Wednesday, May 16, 2012

Live from Front End of Innovation 2012: Peter Koen on Innovation Outside the Core

If Sony came out with the Walkman, why didn't they develop the iPod?  Why don't innovators take it to the next level?

One might suggest that this is because large companies are not innovative, but this does not explain why some companies (e.g., Apple) are innovative.  Perhaps the lack of innovation is rooted in the business model (Mark Johnson said that the business model "Defines the way the company delivers value to a set of customers at a profit."), which is based on sustaining innovation.

Sustaining innovation involves existing customers and extant financial hurdles with technology that is either  incremental (add a little something), architectural (rearrange what exists), radical (revolution).  Anything beyond that, but using any of the technological levels, is innovation outside the core (any combination of [recent customers, new non-customers] and lower-than-expected financial hurdles).

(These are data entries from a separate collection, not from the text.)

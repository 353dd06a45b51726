//! Span-to-segment rendering.
//!
//! [`render`] lays a set of untrusted spans over a text and produces a
//! gap-filled, non-overlapping sequence of plain and highlighted segments.
//! It never fails: spans that cannot be placed are skipped.

use crate::segment::{Highlight, Segment};
use crate::span::Span;
use crate::tooltip::format_tooltip;

/// Render `text` with the given spans highlighted.
///
/// Spans are placed in order of `start`; at equal starts the longer span
/// goes first. A span that begins inside an already highlighted region is
/// dropped whole, never split. Offsets are clamped to the text and spans
/// rejected by [`crate::span::is_valid`] are skipped.
///
/// Concatenating the returned segments reproduces `text` exactly.
///
/// # Examples
///
/// ```
/// use doctalk::render::render;
/// use doctalk::span::Span;
///
/// let text = "Troponin was checked.";
/// let segments = render(text, &[Span::new(0, 7, "test")]);
/// assert_eq!(segments.len(), 2);
/// assert_eq!(segments[0].text, "Troponin");
/// assert_eq!(segments[1].text, " was checked.");
/// ```
#[must_use]
pub fn render<'a>(text: &'a str, spans: &[Span]) -> Vec<Segment<'a>> {
    if text.is_empty() {
        return Vec::new();
    }
    if spans.is_empty() {
        return vec![Segment::plain(text)];
    }

    // Byte offset of every character, plus the end of the text
    let mut byte_indices: Vec<usize> = text.char_indices().map(|(i, _)| i).collect();
    let length = byte_indices.len();
    byte_indices.push(text.len());
    let slice = |start: usize, end: usize| char_slice(text, &byte_indices, start, end);

    let mut ordered: Vec<&Span> = spans.iter().collect();
    ordered.sort_by(|a, b| {
        a.start
            .cmp(&b.start)
            .then_with(|| b.extent().cmp(&a.extent()))
    });

    let mut result = Vec::with_capacity(spans.len() * 2 + 1);
    let mut cursor = 0;

    for span in ordered {
        let Some(range) = span.clamp(length) else {
            log::trace!("skipping span {}..={}: outside text", span.start, span.end);
            continue;
        };
        if range.start < cursor {
            log::trace!(
                "skipping span {}..={}: overlaps highlight ending at {}",
                span.start,
                span.end,
                cursor - 1
            );
            continue;
        }

        if cursor < range.start {
            result.push(Segment::plain(slice(cursor, range.start)));
        }

        let highlight = Highlight {
            category: span.category_kind(),
            style: span.style(),
            tooltip: format_tooltip(&span.tooltip_fields()),
        };
        result.push(Segment::highlighted(slice(range.start, range.end + 1), highlight));
        cursor = range.end + 1;
    }

    if cursor < length {
        result.push(Segment::plain(slice(cursor, length)));
    }

    result
}

/// Slice `text` between two character positions.
fn char_slice<'a>(text: &'a str, byte_indices: &[usize], start: usize, end: usize) -> &'a str {
    &text[byte_indices[start]..byte_indices[end]]
}

#[cfg(test)]
mod tests {
    use super::*;
    use crate::category::{Category, DEFAULT_STYLE};
    use crate::segment::plain_text;

    fn texts<'a>(segments: &[Segment<'a>]) -> Vec<(&'a str, bool)> {
        segments.iter().map(|s| (s.text, s.is_highlight())).collect()
    }

    #[test]
    fn test_empty_text() {
        assert!(render("", &[Span::new(0, 3, "test")]).is_empty());
        assert!(render("", &[]).is_empty());
    }

    #[test]
    fn test_no_spans() {
        assert_eq!(render("hello", &[]), vec![Segment::plain("hello")]);
    }

    #[test]
    fn test_single_span_with_tail() {
        let segments = render("Troponin was checked.", &[Span::new(0, 7, "test")]);
        assert_eq!(texts(&segments), vec![("Troponin", true), (" was checked.", false)]);
        let highlight = segments[0].highlight.as_ref().unwrap();
        assert_eq!(highlight.category, Some(Category::Test));
        assert_eq!(highlight.style, Category::Test.style());
        assert_eq!(highlight.tooltip, "(test)");
    }

    #[test]
    fn test_end_offset_is_inclusive() {
        let segments = render("Troponin was checked.", &[Span::new(0, 8, "test")]);
        assert_eq!(texts(&segments), vec![("Troponin ", true), ("was checked.", false)]);
    }

    #[test]
    fn test_end_clamped_with_unknown_category() {
        let segments = render("abc", &[Span::new(1, 5, "x")]);
        assert_eq!(texts(&segments), vec![("a", false), ("bc", true)]);
        let highlight = segments[1].highlight.as_ref().unwrap();
        assert_eq!(highlight.category, None);
        assert_eq!(highlight.style, DEFAULT_STYLE);
    }

    #[test]
    fn test_unsorted_spans_with_gaps() {
        let text = "BP 120/80, HR 72";
        let spans = [Span::new(11, 12, "measurement"), Span::new(0, 1, "measurement")];
        let segments = render(text, &spans);
        assert_eq!(
            texts(&segments),
            vec![("BP", true), (" 120/80, ", false), ("HR", true), (" 72", false)]
        );
    }

    #[test]
    fn test_longer_span_wins_tie() {
        let text = "blood pressure was recorded";
        let spans = [Span::new(0, 4, "anatomy"), Span::new(0, 13, "measurement")];
        let segments = render(text, &spans);
        assert_eq!(
            texts(&segments),
            vec![("blood pressure", true), (" was recorded", false)]
        );
        assert_eq!(
            segments[0].highlight.as_ref().unwrap().category,
            Some(Category::Measurement)
        );
    }

    #[test]
    fn test_overlapping_span_dropped_whole() {
        let text = "chest pain radiating";
        let spans = [Span::new(0, 9, "diagnosis"), Span::new(6, 19, "diagnosis")];
        let segments = render(text, &spans);
        assert_eq!(texts(&segments), vec![("chest pain", true), (" radiating", false)]);
    }

    #[test]
    fn test_adjacent_spans_both_render() {
        let segments = render("abcd", &[Span::new(0, 1, "test"), Span::new(2, 3, "test")]);
        assert_eq!(texts(&segments), vec![("ab", true), ("cd", true)]);
    }

    #[test]
    fn test_invalid_spans_do_not_disturb_others() {
        let text = "aspirin daily";
        let spans = [
            Span::new(5, 2, "medication"),
            Span::new(0, 6, "medication"),
            Span::new(40, 50, "medication"),
            Span::new(-3, -1, "medication"),
        ];
        let segments = render(text, &spans);
        assert_eq!(texts(&segments), vec![("aspirin", true), (" daily", false)]);
    }

    #[test]
    fn test_negative_start_clamped() {
        let segments = render("ECG normal", &[Span::new(-2, 2, "test")]);
        assert_eq!(texts(&segments), vec![("ECG", true), (" normal", false)]);
    }

    #[test]
    fn test_multibyte_offsets_are_characters() {
        let text = "Pt café: naïve héma";
        let spans = [Span::new(3, 6, "x"), Span::new(9, 13, "x")];
        let segments = render(text, &spans);
        assert_eq!(
            texts(&segments),
            vec![
                ("Pt ", false),
                ("café", true),
                (": ", false),
                ("naïve", true),
                (" héma", false)
            ]
        );
        assert_eq!(plain_text(&segments), text);
    }

    #[test]
    fn test_tooltip_carries_metadata() {
        let span = Span::new(0, 2, "diagnosis")
            .canonical("Myocardial infarction")
            .negated(true)
            .definition("Heart attack");
        let segments = render("MI ruled out", &[span]);
        assert_eq!(
            segments[0].highlight.as_ref().unwrap().tooltip,
            "Myocardial infarction (diagnosis) [not present] \u{2014} Heart attack"
        );
    }
}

Yet, innovation outside there core can be incredibly difficult, and there are four key reasons why:

1) Routine rigidity.  Leaders will make significant but wrong investments when their business is threatened.  For example, when Sony came out with digital camera.  Kodak invested $5B in digital over the next ten years.  They developed digital CDs and kiosks because that fit into their current channels (e.g., drug stores) -- they tried to leverage their current channels because that made sense.

2) Embedded assumptions based in the current value network.  (cf., Mark Johnson)  They are hard to identify, and can be hard to articulate.  The only way out of this is to be able to prototype with the customer and handle the surprises that come along with it.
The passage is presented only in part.